__ASSIGNMENT__:
Filter task. Return each line of the material that holds the string "join".

__DATA TO USE__:
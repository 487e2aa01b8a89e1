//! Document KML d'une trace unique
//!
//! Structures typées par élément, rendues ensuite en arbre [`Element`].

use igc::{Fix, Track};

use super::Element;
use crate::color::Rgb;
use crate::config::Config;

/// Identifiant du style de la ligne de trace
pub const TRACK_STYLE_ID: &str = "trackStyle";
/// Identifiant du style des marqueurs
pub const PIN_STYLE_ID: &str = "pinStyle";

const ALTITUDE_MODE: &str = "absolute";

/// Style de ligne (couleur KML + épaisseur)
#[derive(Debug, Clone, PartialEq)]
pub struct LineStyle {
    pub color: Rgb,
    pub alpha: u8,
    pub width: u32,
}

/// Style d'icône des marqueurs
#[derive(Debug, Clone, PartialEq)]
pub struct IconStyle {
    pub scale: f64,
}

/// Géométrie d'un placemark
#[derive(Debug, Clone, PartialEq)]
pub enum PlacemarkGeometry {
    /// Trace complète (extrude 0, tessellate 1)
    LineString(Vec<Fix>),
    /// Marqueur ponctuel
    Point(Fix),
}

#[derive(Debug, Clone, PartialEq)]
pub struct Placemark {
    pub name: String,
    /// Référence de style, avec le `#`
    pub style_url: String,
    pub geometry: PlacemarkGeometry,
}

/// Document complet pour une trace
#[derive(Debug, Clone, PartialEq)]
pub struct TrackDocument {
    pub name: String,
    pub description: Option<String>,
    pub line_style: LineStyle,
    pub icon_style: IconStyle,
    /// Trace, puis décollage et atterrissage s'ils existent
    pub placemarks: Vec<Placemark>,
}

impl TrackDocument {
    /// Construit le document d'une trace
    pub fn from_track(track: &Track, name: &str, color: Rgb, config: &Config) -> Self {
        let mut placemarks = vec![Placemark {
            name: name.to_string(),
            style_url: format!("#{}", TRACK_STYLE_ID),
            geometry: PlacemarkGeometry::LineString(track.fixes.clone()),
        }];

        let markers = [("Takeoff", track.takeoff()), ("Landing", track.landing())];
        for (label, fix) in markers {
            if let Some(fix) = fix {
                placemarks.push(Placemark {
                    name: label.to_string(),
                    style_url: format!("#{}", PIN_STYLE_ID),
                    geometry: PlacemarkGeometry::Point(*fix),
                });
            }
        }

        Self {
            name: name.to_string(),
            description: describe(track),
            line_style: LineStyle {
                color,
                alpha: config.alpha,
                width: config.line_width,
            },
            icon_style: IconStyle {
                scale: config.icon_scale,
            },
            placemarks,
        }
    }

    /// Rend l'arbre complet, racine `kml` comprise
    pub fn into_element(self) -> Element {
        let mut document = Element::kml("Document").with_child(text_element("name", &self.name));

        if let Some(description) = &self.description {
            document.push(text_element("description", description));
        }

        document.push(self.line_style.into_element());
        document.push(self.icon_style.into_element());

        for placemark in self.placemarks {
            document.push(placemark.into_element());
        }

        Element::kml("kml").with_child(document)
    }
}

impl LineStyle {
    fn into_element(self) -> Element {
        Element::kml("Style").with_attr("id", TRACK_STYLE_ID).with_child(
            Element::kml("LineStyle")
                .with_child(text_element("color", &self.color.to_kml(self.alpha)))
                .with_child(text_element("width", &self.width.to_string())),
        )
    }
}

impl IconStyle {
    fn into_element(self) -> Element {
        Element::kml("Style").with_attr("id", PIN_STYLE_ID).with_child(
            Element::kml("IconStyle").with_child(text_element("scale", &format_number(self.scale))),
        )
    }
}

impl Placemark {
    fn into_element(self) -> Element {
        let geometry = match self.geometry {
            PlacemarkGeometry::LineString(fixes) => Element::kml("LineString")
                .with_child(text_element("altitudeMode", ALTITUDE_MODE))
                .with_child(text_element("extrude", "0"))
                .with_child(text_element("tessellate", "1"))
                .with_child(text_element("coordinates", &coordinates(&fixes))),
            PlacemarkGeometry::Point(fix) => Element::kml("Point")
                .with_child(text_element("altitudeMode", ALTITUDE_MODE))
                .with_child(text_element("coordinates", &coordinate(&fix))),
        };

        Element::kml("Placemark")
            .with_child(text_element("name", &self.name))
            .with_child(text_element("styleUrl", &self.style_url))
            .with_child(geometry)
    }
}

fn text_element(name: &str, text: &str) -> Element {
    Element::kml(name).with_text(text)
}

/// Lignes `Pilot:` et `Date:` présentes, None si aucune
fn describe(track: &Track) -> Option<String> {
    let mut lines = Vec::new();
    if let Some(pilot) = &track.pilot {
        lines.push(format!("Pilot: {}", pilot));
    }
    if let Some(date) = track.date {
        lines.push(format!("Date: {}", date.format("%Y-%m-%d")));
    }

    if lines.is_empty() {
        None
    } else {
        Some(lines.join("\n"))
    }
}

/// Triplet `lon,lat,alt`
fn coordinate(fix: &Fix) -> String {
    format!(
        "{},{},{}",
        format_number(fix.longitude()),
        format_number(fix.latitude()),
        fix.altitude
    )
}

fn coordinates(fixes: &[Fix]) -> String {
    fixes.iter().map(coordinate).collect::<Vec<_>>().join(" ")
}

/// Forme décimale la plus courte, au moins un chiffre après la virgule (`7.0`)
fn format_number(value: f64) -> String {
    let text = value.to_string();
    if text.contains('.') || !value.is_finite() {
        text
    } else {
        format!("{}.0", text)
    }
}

__EXERCISE OUTPUT__:
        Some(lines.join("\n"))
    fixes.iter().map(coordinate).collect::<Vec<_>>().join(" ")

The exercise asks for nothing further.